═══ AVAILABLE DATA

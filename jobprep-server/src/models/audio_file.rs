//! Audio file rows produced by the interview pipeline

use chrono::{DateTime, Utc};
use serde::Serialize;

use super::JobReportId;

pub type AudioFileId = i64;

/// One persisted audio upload.
///
/// Rows are immutable and append-only. Several rows may share a
/// `storage_path` when the pipeline re-reports the same artifact; readers
/// collapse them with [`crate::services::dedup::dedup_latest`].
#[derive(Debug, Clone, PartialEq, Eq, Serialize)]
pub struct AudioFile {
    pub id: AudioFileId,
    pub job_report_id: JobReportId,
    /// Opaque object address, e.g. `s3://bucket/session/q1.mp3`
    pub storage_path: String,
    pub file_name: String,
    /// Null for rows written before timestamps were recorded
    pub created_at: Option<DateTime<Utc>>,
}

/// Display name for a storage path: everything after the last `/`.
pub fn display_name_for(storage_path: &str) -> &str {
    match storage_path.rfind('/') {
        Some(idx) => &storage_path[idx + 1..],
        None => storage_path,
    }
}

#[cfg(test)]
mod tests {
    use super::*;

    #[test]
    fn test_display_name_is_final_segment() {
        assert_eq!(display_name_for("s3://bucket/sess-1/answer_2.mp3"), "answer_2.mp3");
        assert_eq!(display_name_for("answer.mp3"), "answer.mp3");
        assert_eq!(display_name_for("s3://bucket/dir/"), "");
    }
}
//! jobprep-server - job report status service
//!
//! Creates job reports, hands them to the interview pipeline, records the
//! audio the pipeline produces, and answers status queries with signed
//! download links.

use anyhow::Result;
use clap::Parser;
use std::sync::Arc;
use std::time::Duration;
use tracing::info;
use tracing_subscriber::prelude::*;
use tracing_subscriber::{fmt, reload, EnvFilter};

use jobprep_server::config::{Args, ServiceConfig};
use jobprep_server::db::SqliteRecordStore;
use jobprep_server::services::{
    HttpPipelineTrigger, HttpReportChecker, HttpUrlSigner, JobReportService, ReportChecker,
};
use jobprep_server::AppState;

#[tokio::main]
async fn main() -> Result<()> {
    let args = Args::parse();

    // Subscriber first; the config file's level is swapped in once loaded
    let (filter, filter_handle) = reload::Layer::new(
        EnvFilter::try_from_default_env().unwrap_or_else(|_| EnvFilter::new(args.bootstrap_log_level())),
    );
    tracing_subscriber::registry()
        .with(filter)
        .with(fmt::layer().with_target(true))
        .init();

    let toml_config = jobprep_common::config::load_toml_config(args.config.as_deref())?;
    let config = ServiceConfig::resolve(&args, toml_config)?;

    if std::env::var_os("RUST_LOG").is_none() && args.explicit_log_level().is_none() {
        filter_handle.reload(EnvFilter::new(&config.log_level))?;
    }

    info!("Starting jobprep-server");
    info!("Version: {}", env!("CARGO_PKG_VERSION"));

    if let Some(parent) = config.database_path.parent() {
        std::fs::create_dir_all(parent)?;
    }
    info!("Database: {}", config.database_path.display());

    let pool = jobprep_common::db::init_database(&config.database_path, &config.pool_settings()).await?;
    info!("Database connection established");

    let store = SqliteRecordStore::new(pool, config.lock_wait_ms);

    let signer = HttpUrlSigner::new(
        config.presign_url.clone(),
        config.upload_batch_url.clone(),
        config.signing_timeout,
        config.download_ttl_secs,
    )?;
    let trigger = HttpPipelineTrigger::new(config.submit_url.clone(), config.pipeline_timeout)?;

    let report_checker: Option<Arc<dyn ReportChecker>> = match &config.report_url {
        Some(url) => Some(Arc::new(HttpReportChecker::new(url.clone(), config.report_timeout)?)),
        None => None,
    };

    // Outer bound slightly above the client's own timeout
    let report_check_timeout = config.report_timeout + Duration::from_secs(1);

    let service = JobReportService::new(
        Arc::new(store),
        Arc::new(signer),
        Arc::new(trigger),
        report_checker,
        report_check_timeout,
    );

    let app = jobprep_server::build_router(AppState::new(service));

    let listener = tokio::net::TcpListener::bind(&config.bind_address).await?;
    info!("Listening on http://{}", config.bind_address);
    info!("Health check: http://{}/health", config.bind_address);

    axum::serve(listener, app)
        .with_graceful_shutdown(shutdown_signal())
        .await?;

    info!("jobprep-server stopped");
    Ok(())
}

async fn shutdown_signal() {
    if let Err(e) = tokio::signal::ctrl_c().await {
        tracing::error!(error = %e, "Failed to listen for shutdown signal");
        return;
    }
    info!("Shutdown signal received");
}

══════

- _ASSIGNMENT_: Transcribe the whole listing with nothing added or left out.

- _SOLUTION FOR THIS EXERCISE_:
filename jobprep-server/src/models/audio_file.rs
//! Audio file rows produced by the interview pipeline

use chrono::{DateTime, Utc};
use serde::Serialize;

use super::JobReportId;

pub type AudioFileId = i64;

/// One persisted audio upload.
///
/// Rows are immutable and append-only. Several rows may share a
/// `storage_path` when the pipeline re-reports the same artifact; readers
/// collapse them with [`crate::services::dedup::dedup_latest`].
#[derive(Debug, Clone, PartialEq, Eq, Serialize)]
pub struct AudioFile {
    pub id: AudioFileId,
    pub job_report_id: JobReportId,
    /// Opaque object address, e.g. `s3://bucket/session/q1.mp3`
    pub storage_path: String,
    pub file_name: String,
    /// Null for rows written before timestamps were recorded
    pub created_at: Option<DateTime<Utc>>,
}

/// Display name for a storage path: everything after the last `/`.
pub fn display_name_for(storage_path: &str) -> &str {
    match storage_path.rfind('/') {
        Some(idx) => &storage_path[idx + 1..],
        None => storage_path,
    }
}

#[cfg(test)]
mod tests {
    use super::*;

    #[test]
    fn test_display_name_is_final_segment() {
        assert_eq!(display_name_for("s3://bucket/sess-1/answer_2.mp3"), "answer_2.mp3");
        assert_eq!(display_name_for("answer.mp3"), "answer.mp3");
        assert_eq!(display_name_for("s3://bucket/dir/"), "");
    }
}
//! jobprep-server - job report status service
//!
//! Creates job reports, hands them to the interview pipeline, records the
//! audio the pipeline produces, and answers status queries with signed
//! download links.

use anyhow::Result;
use clap::Parser;
use std::sync::Arc;
use std::time::Duration;
use tracing::info;
use tracing_subscriber::prelude::*;
use tracing_subscriber::{fmt, reload, EnvFilter};

use jobprep_server::config::{Args, ServiceConfig};
use jobprep_server::db::SqliteRecordStore;
use jobprep_server::services::{
    HttpPipelineTrigger, HttpReportChecker, HttpUrlSigner, JobReportService, ReportChecker,
};
use jobprep_server::AppState;

#[tokio::main]
async fn main() -> Result<()> {
    let args = Args::parse();

    // Subscriber first; the config file's level is swapped in once loaded
    let (filter, filter_handle) = reload::Layer::new(
        EnvFilter::try_from_default_env().unwrap_or_else(|_| EnvFilter::new(args.bootstrap_log_level())),
    );
    tracing_subscriber::registry()
        .with(filter)
        .with(fmt::layer().with_target(true))
        .init();

    let toml_config = jobprep_common::config::load_toml_config(args.config.as_deref())?;
    let config = ServiceConfig::resolve(&args, toml_config)?;

    if std::env::var_os("RUST_LOG").is_none() && args.explicit_log_level().is_none() {
        filter_handle.reload(EnvFilter::new(&config.log_level))?;
    }

    info!("Starting jobprep-server");
    info!("Version: {}", env!("CARGO_PKG_VERSION"));

    if let Some(parent) = config.database_path.parent() {
        std::fs::create_dir_all(parent)?;
    }
    info!("Database: {}", config.database_path.display());

    let pool = jobprep_common::db::init_database(&config.database_path, &config.pool_settings()).await?;
    info!("Database connection established");

    let store = SqliteRecordStore::new(pool, config.lock_wait_ms);

    let signer = HttpUrlSigner::new(
        config.presign_url.clone(),
        config.upload_batch_url.clone(),
        config.signing_timeout,
        config.download_ttl_secs,
    )?;
    let trigger = HttpPipelineTrigger::new(config.submit_url.clone(), config.pipeline_timeout)?;

    let report_checker: Option<Arc<dyn ReportChecker>> = match &config.report_url {
        Some(url) => Some(Arc::new(HttpReportChecker::new(url.clone(), config.report_timeout)?)),
        None => None,
    };

    // Outer bound slightly above the client's own timeout
    let report_check_timeout = config.report_timeout + Duration::from_secs(1);

    let service = JobReportService::new(
        Arc::new(store),
        Arc::new(signer),
        Arc::new(trigger),
        report_checker,
        report_check_timeout,
    );

    let app = jobprep_server::build_router(AppState::new(service));

    let listener = tokio::net::TcpListener::bind(&config.bind_address).await?;
    info!("Listening on http://{}", config.bind_address);
    info!("Health check: http://{}/health", config.bind_address);

    axum::serve(listener, app)
        .with_graceful_shutdown(shutdown_signal())
        .await?;

    info!("jobprep-server stopped");
    Ok(())
}

async fn shutdown_signal() {
    if let Err(e) = tokio::signal::ctrl_c().await {
        tracing::error!(error = %e, "Failed to listen for shutdown signal");
        return;
    }
    info!("Shutdown signal received");
}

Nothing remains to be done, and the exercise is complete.